## WHAT IS EXPECTED
Everything in the listing below from the line containing "whose resources are requested through claims." through the line containing "xrd.default_composition()" must be repeated exactly; the remaining lines are not wanted.

-------

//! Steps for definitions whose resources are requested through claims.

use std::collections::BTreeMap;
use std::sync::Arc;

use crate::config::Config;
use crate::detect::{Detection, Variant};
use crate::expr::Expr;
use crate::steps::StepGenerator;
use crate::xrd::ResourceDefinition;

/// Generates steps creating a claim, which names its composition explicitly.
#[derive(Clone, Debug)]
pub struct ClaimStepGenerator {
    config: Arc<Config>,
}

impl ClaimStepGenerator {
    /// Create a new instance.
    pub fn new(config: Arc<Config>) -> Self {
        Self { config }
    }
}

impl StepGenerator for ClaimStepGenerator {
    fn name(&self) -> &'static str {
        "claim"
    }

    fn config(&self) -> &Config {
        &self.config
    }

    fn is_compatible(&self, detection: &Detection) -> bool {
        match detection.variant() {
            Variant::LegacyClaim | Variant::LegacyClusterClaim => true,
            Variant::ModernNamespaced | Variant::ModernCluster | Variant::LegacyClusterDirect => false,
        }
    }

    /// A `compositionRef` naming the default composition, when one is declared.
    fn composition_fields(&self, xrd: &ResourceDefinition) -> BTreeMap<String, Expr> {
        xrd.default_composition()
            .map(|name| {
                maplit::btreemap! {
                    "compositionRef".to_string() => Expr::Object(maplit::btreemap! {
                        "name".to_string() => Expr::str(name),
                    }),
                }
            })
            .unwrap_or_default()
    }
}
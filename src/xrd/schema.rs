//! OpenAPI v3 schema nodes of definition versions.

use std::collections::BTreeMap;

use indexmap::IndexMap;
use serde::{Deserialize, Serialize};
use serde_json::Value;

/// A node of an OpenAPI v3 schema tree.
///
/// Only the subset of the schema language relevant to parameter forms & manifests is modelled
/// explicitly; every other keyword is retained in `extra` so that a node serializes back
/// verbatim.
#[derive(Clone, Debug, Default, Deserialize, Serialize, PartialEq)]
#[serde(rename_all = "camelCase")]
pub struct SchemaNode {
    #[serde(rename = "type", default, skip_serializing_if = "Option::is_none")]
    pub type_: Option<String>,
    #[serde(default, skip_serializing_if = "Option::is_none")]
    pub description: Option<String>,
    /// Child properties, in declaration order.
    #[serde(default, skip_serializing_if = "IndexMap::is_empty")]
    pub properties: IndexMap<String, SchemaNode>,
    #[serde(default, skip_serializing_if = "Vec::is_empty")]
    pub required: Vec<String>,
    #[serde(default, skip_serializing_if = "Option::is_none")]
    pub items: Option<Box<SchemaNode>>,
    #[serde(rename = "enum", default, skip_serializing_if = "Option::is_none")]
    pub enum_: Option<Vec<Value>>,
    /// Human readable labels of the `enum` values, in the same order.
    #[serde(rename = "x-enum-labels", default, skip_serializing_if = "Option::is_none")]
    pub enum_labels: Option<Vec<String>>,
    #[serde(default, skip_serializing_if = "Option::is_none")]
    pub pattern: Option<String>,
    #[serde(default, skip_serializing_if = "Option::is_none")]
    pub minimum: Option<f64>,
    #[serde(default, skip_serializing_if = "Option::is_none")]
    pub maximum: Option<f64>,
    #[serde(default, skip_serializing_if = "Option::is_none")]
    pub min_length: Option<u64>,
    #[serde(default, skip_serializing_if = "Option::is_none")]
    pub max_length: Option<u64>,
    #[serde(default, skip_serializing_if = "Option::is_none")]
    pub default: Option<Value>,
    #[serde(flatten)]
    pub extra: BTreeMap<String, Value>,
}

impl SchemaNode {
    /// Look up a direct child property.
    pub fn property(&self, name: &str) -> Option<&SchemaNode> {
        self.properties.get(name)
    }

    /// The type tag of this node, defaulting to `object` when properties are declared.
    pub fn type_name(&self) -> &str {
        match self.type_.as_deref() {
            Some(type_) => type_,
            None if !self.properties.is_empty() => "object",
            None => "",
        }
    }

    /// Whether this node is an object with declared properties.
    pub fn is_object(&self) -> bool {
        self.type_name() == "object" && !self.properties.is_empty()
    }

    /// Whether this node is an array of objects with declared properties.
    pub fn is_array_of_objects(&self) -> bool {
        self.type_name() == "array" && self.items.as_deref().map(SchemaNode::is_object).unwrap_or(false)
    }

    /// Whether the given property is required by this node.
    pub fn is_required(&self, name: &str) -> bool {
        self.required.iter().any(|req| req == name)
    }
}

-------

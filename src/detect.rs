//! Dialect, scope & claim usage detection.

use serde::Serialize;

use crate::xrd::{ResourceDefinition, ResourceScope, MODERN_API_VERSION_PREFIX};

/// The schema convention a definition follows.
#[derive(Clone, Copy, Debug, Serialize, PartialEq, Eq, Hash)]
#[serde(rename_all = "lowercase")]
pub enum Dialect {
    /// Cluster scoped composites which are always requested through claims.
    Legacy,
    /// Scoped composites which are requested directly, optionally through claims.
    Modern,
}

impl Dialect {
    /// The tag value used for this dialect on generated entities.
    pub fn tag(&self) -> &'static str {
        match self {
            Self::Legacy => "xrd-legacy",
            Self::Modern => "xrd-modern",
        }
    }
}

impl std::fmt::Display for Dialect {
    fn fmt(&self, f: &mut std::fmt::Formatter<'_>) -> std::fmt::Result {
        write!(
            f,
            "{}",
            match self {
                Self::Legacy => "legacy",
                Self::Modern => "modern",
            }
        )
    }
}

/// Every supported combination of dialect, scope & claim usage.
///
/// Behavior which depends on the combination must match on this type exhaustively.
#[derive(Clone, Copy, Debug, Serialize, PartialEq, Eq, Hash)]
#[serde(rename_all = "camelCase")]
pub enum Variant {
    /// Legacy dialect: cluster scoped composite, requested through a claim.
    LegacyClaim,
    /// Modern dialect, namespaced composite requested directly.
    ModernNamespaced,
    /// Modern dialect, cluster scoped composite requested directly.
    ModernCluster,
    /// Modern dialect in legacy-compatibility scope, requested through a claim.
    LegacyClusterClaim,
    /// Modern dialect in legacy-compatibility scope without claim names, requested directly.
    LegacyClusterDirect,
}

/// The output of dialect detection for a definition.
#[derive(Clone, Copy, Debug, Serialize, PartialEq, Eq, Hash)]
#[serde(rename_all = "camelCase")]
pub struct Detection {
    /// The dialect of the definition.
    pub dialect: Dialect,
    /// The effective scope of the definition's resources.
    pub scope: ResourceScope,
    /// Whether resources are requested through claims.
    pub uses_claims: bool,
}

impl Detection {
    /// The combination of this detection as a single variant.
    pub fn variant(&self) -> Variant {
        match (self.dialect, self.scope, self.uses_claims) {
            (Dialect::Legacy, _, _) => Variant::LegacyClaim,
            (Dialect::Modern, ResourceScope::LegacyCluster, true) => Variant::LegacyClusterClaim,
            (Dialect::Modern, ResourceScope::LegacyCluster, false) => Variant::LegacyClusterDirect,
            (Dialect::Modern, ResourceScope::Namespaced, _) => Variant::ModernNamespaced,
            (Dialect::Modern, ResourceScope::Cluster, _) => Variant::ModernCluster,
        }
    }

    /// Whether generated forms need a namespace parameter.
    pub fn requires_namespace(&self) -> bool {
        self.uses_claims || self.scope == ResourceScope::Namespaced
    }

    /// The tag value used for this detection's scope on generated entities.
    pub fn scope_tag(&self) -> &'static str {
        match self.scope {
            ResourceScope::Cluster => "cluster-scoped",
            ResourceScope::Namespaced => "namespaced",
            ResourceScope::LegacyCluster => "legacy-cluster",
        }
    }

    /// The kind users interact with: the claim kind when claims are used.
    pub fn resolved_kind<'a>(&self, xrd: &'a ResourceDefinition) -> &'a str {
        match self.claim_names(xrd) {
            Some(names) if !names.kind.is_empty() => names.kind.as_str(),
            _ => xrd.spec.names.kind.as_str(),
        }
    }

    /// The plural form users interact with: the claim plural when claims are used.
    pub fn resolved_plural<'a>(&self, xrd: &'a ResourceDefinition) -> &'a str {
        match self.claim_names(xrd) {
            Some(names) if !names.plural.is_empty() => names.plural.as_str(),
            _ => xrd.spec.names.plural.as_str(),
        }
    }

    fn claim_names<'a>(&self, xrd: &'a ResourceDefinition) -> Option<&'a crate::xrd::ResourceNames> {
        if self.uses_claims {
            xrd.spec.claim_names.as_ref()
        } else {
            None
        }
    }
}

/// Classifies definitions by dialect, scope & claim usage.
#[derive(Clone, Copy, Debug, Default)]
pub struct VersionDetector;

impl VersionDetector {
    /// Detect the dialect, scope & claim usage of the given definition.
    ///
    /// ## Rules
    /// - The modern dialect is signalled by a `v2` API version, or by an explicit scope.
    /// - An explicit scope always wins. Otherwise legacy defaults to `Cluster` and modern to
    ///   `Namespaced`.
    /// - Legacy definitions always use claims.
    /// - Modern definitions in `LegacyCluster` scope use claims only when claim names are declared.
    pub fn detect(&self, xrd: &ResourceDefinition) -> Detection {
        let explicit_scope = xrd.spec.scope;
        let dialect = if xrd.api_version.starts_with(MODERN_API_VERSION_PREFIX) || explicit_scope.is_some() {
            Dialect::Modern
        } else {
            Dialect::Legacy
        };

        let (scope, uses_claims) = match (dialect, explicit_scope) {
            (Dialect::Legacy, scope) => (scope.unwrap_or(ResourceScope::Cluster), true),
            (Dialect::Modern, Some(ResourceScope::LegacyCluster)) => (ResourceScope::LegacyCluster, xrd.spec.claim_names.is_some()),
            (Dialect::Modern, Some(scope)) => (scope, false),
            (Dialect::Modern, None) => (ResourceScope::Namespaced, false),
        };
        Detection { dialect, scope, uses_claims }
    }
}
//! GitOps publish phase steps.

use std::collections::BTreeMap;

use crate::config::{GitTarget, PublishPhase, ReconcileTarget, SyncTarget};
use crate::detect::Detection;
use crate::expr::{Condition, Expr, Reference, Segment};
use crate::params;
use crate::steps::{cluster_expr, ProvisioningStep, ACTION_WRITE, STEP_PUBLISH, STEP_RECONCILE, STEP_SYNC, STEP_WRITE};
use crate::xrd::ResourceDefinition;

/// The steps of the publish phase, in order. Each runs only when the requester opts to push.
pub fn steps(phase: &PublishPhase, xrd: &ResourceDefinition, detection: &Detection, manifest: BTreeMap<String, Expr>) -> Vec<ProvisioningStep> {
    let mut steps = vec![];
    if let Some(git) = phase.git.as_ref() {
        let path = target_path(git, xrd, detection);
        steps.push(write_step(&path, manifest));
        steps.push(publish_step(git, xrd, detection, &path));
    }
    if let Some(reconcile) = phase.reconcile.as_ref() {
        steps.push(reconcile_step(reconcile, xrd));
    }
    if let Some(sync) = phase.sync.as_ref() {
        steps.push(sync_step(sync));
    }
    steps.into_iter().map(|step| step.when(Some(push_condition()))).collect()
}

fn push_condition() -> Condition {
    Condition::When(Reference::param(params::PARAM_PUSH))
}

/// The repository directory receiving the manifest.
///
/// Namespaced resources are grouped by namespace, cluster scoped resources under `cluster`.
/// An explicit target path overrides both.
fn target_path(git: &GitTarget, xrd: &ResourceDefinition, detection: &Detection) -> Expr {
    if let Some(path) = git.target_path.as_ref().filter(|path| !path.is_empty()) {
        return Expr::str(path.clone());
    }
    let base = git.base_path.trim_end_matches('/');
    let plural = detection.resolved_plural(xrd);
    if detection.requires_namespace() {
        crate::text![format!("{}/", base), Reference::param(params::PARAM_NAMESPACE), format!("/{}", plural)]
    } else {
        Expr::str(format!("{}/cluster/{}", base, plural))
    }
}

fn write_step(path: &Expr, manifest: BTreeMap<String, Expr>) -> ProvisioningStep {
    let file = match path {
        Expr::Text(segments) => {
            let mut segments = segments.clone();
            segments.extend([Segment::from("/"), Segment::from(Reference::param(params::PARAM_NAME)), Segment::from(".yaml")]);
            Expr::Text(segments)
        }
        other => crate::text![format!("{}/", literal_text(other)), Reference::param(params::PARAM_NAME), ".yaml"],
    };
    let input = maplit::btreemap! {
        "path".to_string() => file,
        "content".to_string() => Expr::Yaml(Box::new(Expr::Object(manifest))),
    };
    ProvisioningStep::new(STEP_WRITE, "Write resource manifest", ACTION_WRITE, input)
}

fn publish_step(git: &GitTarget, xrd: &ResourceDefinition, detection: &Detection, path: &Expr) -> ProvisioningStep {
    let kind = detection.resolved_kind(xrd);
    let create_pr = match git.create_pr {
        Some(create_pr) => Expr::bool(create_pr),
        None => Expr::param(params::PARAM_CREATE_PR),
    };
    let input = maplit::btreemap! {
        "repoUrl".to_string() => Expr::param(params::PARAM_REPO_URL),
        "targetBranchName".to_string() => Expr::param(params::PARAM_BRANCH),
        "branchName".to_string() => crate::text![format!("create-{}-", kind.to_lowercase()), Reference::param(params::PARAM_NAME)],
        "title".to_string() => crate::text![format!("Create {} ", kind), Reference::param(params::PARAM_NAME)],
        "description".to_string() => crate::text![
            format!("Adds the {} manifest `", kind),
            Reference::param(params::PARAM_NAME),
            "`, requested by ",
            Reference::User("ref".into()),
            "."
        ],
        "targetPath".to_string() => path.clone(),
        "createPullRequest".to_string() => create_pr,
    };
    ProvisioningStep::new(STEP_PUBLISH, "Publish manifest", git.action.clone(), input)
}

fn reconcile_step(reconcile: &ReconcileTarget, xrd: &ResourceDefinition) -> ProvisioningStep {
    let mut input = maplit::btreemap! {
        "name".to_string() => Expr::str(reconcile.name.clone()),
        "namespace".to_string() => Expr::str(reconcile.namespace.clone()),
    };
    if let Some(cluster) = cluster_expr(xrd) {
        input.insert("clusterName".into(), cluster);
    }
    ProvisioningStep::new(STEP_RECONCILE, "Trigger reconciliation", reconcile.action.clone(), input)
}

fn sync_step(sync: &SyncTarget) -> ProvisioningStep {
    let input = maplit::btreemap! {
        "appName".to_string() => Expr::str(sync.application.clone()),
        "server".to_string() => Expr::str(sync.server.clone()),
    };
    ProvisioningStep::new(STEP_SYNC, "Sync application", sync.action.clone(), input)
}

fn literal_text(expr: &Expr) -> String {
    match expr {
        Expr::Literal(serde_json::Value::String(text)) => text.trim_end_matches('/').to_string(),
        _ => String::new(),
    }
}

-------

## SOLUTION BELOW
//! Steps for definitions whose resources are requested through claims.

use std::collections::BTreeMap;
use std::sync::Arc;

use crate::config::Config;
use crate::detect::{Detection, Variant};
use crate::expr::Expr;
use crate::steps::StepGenerator;
use crate::xrd::ResourceDefinition;

/// Generates steps creating a claim, which names its composition explicitly.
#[derive(Clone, Debug)]
pub struct ClaimStepGenerator {
    config: Arc<Config>,
}

impl ClaimStepGenerator {
    /// Create a new instance.
    pub fn new(config: Arc<Config>) -> Self {
        Self { config }
    }
}

impl StepGenerator for ClaimStepGenerator {
    fn name(&self) -> &'static str {
        "claim"
    }

    fn config(&self) -> &Config {
        &self.config
    }

    fn is_compatible(&self, detection: &Detection) -> bool {
        match detection.variant() {
            Variant::LegacyClaim | Variant::LegacyClusterClaim => true,
            Variant::ModernNamespaced | Variant::ModernCluster | Variant::LegacyClusterDirect => false,
        }
    }

    /// A `compositionRef` naming the default composition, when one is declared.
    fn composition_fields(&self, xrd: &ResourceDefinition) -> BTreeMap<String, Expr> {
        xrd.default_composition()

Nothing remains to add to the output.